Inevitably, though, it can't define the full behaviour of an ACPI system. It doesn't explicitly state what should happen if you violate the spec, for instance. Obviously, in a just and fair world, no systems would violate the spec. But in the grim meathook future that we actually inhabit, systems do. We lack the technology to go back in time and retroactively prevent this, and so we're forced to deal with making these systems work.

This ends up being a pain in the neck in the x86 world, but it could be much worse. Way back in 2008 I wrote something about why the Linux kernel reports itself to firmware as "Windows" but refuses to identify itself as Linux. The short version is that "Linux" doesn't actually identify the behaviour of the kernel in a meaningful way. "Linux" doesn't tell you whether the kernel can deal with buffers being passed when the spec says it should be a package. "Linux" doesn't tell you whether the OS knows how to deal with an HPET. "Linux" doesn't tell you whether the OS can reinitialise graphics hardware.

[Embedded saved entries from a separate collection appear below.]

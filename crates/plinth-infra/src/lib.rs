// Copyright 2025 eraflo
//
// Licensed under the Apache License, Version 2.0 (the "License");
// you may not use this file except in compliance with the License.
// You may obtain a copy of the License at
//
//     http://www.apache.org/licenses/LICENSE-2.0
//
// Unless required by applicable law or agreed to in writing, software
// distributed under the License is distributed on an "AS IS" BASIS,
// WITHOUT WARRANTIES OR CONDITIONS OF ANY KIND, either express or implied.
// See the License for the specific language governing permissions and
// limitations under the License.

//! # Plinth Infra
//!
//! Concrete implementations of the contracts in `plinth-core`: the wgpu
//! render system with its egui overlay painter, and the winit window and
//! input adapters.

#[cfg(feature = "graphics")]
pub mod graphics;
#[cfg(feature = "platform")]
pub mod platform;

#[cfg(feature = "graphics")]
pub use graphics::wgpu::{OverlayFrame, WgpuGraphicsContext, WgpuRenderSystem};
#[cfg(feature = "platform")]
pub use platform::{
    input::translate_winit_input,
    window::winit::{WinitWindow, WinitWindowBuilder},
};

Back then I was writing from the perspective of the firmware changing its behaviour in response to the OS, but it turns out that it's also relevant from the perspective of the OS changing its behaviour in response to the firmware. Windows 8 handles backlights differently to older versions. Firmware that's intended to support Windows 8 may expect this behaviour. If the OS tells the firmware that it's compatible with Windows 8, the OS has to behave compatibly with Windows 8.

In essence, if the firmware asks for Windows 8 support and the OS says yes, the OS is forming a contract with the firmware that it will behave in a specific way. If Windows 8 allows certain spec violations, the OS must permit those violations. If Windows 8 makes certain ACPI calls in a certain order, the OS must make those calls in the same order. Any firmware bug that is triggered by the OS not behaving identically to Windows 8 must be dealt with by modifying the OS to behave like Windows 8.

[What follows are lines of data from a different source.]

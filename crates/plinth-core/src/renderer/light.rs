// Copyright 2025 eraflo
//
// Licensed under the Apache License, Version 2.0 (the "License");
// you may not use this file except in compliance with the License.
// You may obtain a copy of the License at
//
//     http://www.apache.org/licenses/LICENSE-2.0
//
// Unless required by applicable law or agreed to in writing, software
// distributed under the License is distributed on an "AS IS" BASIS,
// WITHOUT WARRANTIES OR CONDITIONS OF ANY KIND, either express or implied.
// See the License for the specific language governing permissions and
// limitations under the License.

//! The scene's single directional light and its shadow camera.

use crate::math::{LinearRgba, Mat4, Vec3};
use serde::{Deserialize, Serialize};

/// Parameters of the orthographic shadow camera attached to a directional light.
#[derive(Debug, Clone, Copy, PartialEq, Serialize, Deserialize)]
pub struct ShadowSettings {
    /// Edge length of the square depth map, in texels.
    pub map_size: u32,
    /// Near plane of the shadow camera, measured from the light position.
    pub near: f32,
    /// Far plane of the shadow camera.
    pub far: f32,
    /// Half-size of the orthographic frustum.
    pub extent: f32,
    /// Depth bias subtracted before the shadow comparison.
    pub bias: f32,
}

impl Default for ShadowSettings {
    fn default() -> Self {
        Self {
            map_size: 2048,
            near: 5.0,
            far: 15.0,
            extent: 5.0,
            bias: 0.0,
        }
    }
}

/// A directional light source.
///
/// Unlike a pure direction, the light keeps a position and a target: the
/// direction is derived from the two and the shadow camera sits at the
/// position looking at the target.
///
/// # Examples
///
/// ```
/// use plinth_core::renderer::light::DirectionalLight;
/// use plinth_core::math::Vec3;
///
/// let mut light = DirectionalLight::default();
/// light.position = Vec3::new(0.0, 10.0, 0.0);
/// light.look_at(Vec3::ZERO);
/// assert_eq!(light.direction(), Vec3::new(0.0, -1.0, 0.0));
/// ```
#[derive(Debug, Clone, Copy, PartialEq)]
pub struct DirectionalLight {
    /// The color of the light in linear RGB space.
    pub color: LinearRgba,
    /// Illuminance multiplier.
    pub intensity: f32,
    /// Position of the light, used for the shadow camera.
    pub position: Vec3,
    /// Point the light shines towards.
    pub target: Vec3,
    /// Whether the light renders a shadow map.
    pub cast_shadow: bool,
    /// Shadow camera parameters.
    pub shadow: ShadowSettings,
}

impl DirectionalLight {
    /// Points the light at `target`.
    pub fn look_at(&mut self, target: Vec3) {
        self.target = target;
    }

    /// Unit vector from the light towards its target. Straight down when the
    /// two coincide.
    pub fn direction(&self) -> Vec3 {
        let d = self.target - self.position;
        if d.length_squared() < f32::EPSILON {
            return Vec3::new(0.0, -1.0, 0.0);
        }
        d.normalize()
    }

    /// View transform of the shadow camera.
    pub fn shadow_view(&self) -> Mat4 {
        let direction = self.direction();
        let up = if direction.cross(Vec3::Y).length_squared() < 1e-6 {
            Vec3::Z
        } else {
            Vec3::Y
        };
        let eye = self.target - direction * (self.target - self.position).length().max(1.0);
        Mat4::look_at_rh(eye, self.target, up).unwrap_or(Mat4::IDENTITY)
    }

    /// `orthographic * view` for rendering and sampling the shadow map.
    pub fn shadow_view_projection(&self) -> Mat4 {
        let e = self.shadow.extent;
        let projection =
            Mat4::orthographic_rh_zo(-e, e, -e, e, self.shadow.near, self.shadow.far);
        projection * self.shadow_view()
    }
}

impl Default for DirectionalLight {
    fn default() -> Self {
        Self {
            color: LinearRgba::from_hex(0xffffff),
            intensity: 3.0,
            position: Vec3::new(26.74, -24.204, -50.0),
            target: Vec3::ZERO,
            cast_shadow: true,
            shadow: ShadowSettings::default(),
        }
    }
}

#[cfg(test)]
mod tests {
    use super::*;
    use crate::math::Vec4;
    use approx::assert_relative_eq;

    #[test]
    fn default_points_at_origin() {
        let light = DirectionalLight::default();
        let expected = (Vec3::ZERO - light.position).normalize();
        assert_relative_eq!(light.direction().x, expected.x, epsilon = 1e-6);
        assert_relative_eq!(light.direction().z, expected.z, epsilon = 1e-6);
        assert_eq!(light.shadow.map_size, 2048);
    }

    #[test]
    fn look_at_recomputes_direction() {
        let mut light = DirectionalLight::default();
        light.position = Vec3::new(10.0, 0.0, 0.0);
        light.look_at(Vec3::ZERO);
        assert_eq!(light.direction(), Vec3::new(-1.0, 0.0, 0.0));
    }

    #[test]
    fn point_inside_shadow_range_maps_into_unit_depth() {
        let mut light = DirectionalLight::default();
        light.position = Vec3::new(0.0, 10.0, 0.0);
        light.look_at(Vec3::ZERO);
        // Ten units below the light, inside [near, far] = [5, 15].
        let clip = light.shadow_view_projection() * Vec4::new(0.0, 0.0, 0.0, 1.0);
        assert_relative_eq!(clip.z, 0.5, epsilon = 1e-5);
        assert_relative_eq!(clip.x, 0.0, epsilon = 1e-5);
    }
}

This sounds horrifying, but it's actually important. The existence of well-defined[1] OS behaviours means that the industry has something to target. Vendors test their hardware against Windows, and because Windows has consistent behaviour within a version[2] the vendors know that their machines won't suddenly stop working after an update. Linux benefits from this because we know that we can make hardware work as long as we're compatible with the Windows behaviour.

That's fine for x86. But remember when I said it could be worse? What if there were a platform that Microsoft weren't targeting? A platform where Linux was the dominant OS? A platform where vendors all test their hardware against Linux and expect it to have a consistent ACPI implementation?

Our even grimmer meathook future welcomes ARM to the ACPI world.

Software development is hard, and firmware development is software development with worse compilers. Firmware is inevitably going to rely on undefined behaviour. It's going to make assumptions about ordering. It's going to mishandle some cases. And it's the operating system's job to handle that. On x86 we know that systems are tested against Windows, and so we simply implement that behaviour. On ARM, we don't have that convenient reference. We are the reference. And that means that systems will end up accidentally depending on Linux-specific behaviour. Which means that if we ever change that behaviour, those systems will break.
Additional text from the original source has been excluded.